Uang Rakyat Mengalir ke Konglomerat, Keluarnya NU dan Muhammadiyah Tanda Nadiem Tidak Layak Jadi Mendikbud

Kebijakan Program Organisasi Penggerak (POP) Kementerian Pendidikan dan Kebudayaan (Kemendikbud) menuai polemic. Pasalnya, POP juga melibatkan organisasi CSR milik perusahaan swasta sekelas Tanoto Foundation dan Sampoerna untuk pelatihan guru.


Ketua Umum Perhimpunan Pergerakan Jejaring Nasional Aktivis 98 (PPJNA 98), Anto Kusumayuda turut prihatin dengan kondisi tersebut.
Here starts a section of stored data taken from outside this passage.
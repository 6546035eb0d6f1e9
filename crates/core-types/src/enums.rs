use serde::{Deserialize, Serialize};

/// How a component's raw level relates to risk.
#[derive(Debug, Clone, Copy, PartialEq, Eq, Serialize, Deserialize)]
pub enum RiskDirection {
    HigherIsWorse,
    LowerIsWorse,
}

impl RiskDirection {
    /// Returns a short label for reports and log lines.
    pub fn label(&self) -> &'static str {
        match self {
            RiskDirection::HigherIsWorse => "higher is worse",
            RiskDirection::LowerIsWorse => "lower is worse",
        }
    }
}

/// How a composite score treats a component whose latest observation is missing.
#[derive(Debug, Clone, Copy, PartialEq, Eq, Serialize, Deserialize)]
pub enum MissingValuePolicy {
    /// Score the component at the neutral midpoint, keeping its weight.
    NeutralRisk,
    /// Drop the component and renormalize the surviving weights.
    ExcludeAndRenormalize,
}

/// Identifies a text scoring backend, ordered here only by convention:
/// configs usually list the heaviest first and the heuristic floor last.
#[derive(Debug, Clone, Copy, PartialEq, Eq, Serialize, Deserialize)]
pub enum ScorerKind {
    Transformer,
    Lexicon,
    Heuristic,
}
Pasalnya, akibat POP yang tidak jelas tersebut, organisasi besar sekelas Nahdlatul Ulama (NU) dan Muhammadiyah menarik lembaga pendidikannya dari POP Kemendikbud.
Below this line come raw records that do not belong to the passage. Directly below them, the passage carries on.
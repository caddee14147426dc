pub mod claude;
pub mod normalize;
pub mod prompt;

use async_trait::async_trait;

use crate::error::Result;

/// A text-completion service: one self-contained prompt in, free-form text out.
#[async_trait]
pub trait ReasoningEngine: Send + Sync {
    async fn invoke(&self, prompt: &str) -> Result<String>;
}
"Di tengah pandemik Covid 19 anggaran pendidikan dipangkas, kondisi dunia pendidikan masih memprihatinkan, nasib guru Indonesia masih jauh dari sejahtera, tunjangan guru distop, tiba-tiba ada kabar yang memprihatinkan, berkabungnya dunia pendidikan Indonesia," kata Anto Kusumayuda dalam keterangan tertulisnya sebagaimana diberitakan Kantor Berita Politik RMOL, Kamis (23/7).

"Keluarnya Muhammadiyah dan NU dari POP Kemendikbud menandakan bahwa Mendikbud, Nadiem Makarim tidak layak menjadi seorang menteri, gagal merangkul dan tidak menghargai, melecehkan dua organisasi besar sebagai motor penggerak pendidikan di Tanah Air," tegasnya.

Berangkat dari hal tersebut, PPJNA 98 pun menyampaikan beberapa sikap, di antaranya meminta kepada Menteri Pendidikan dan Kebudayaan, Nadiem Makarim minta maaf kepada keluarga besar Muhamadiyah dan NU.

PPJNA 98 juga menilai Nadiem Makarim gagal memimpin Kemendikbud, mengkhianati marwah dan jati diri dunia pendidikan karena memposisikan sebagai wakil kepentingan kapitalisme global dan kepanjangan tangan konglomerat.

"Kemudian, kami juga meminta sebaiknya Bapak Presiden Jokowi mencopot Nadiem Makarim dari jabatannya untuk selamatkan dunia pendidikan Indonesia," tandasnya.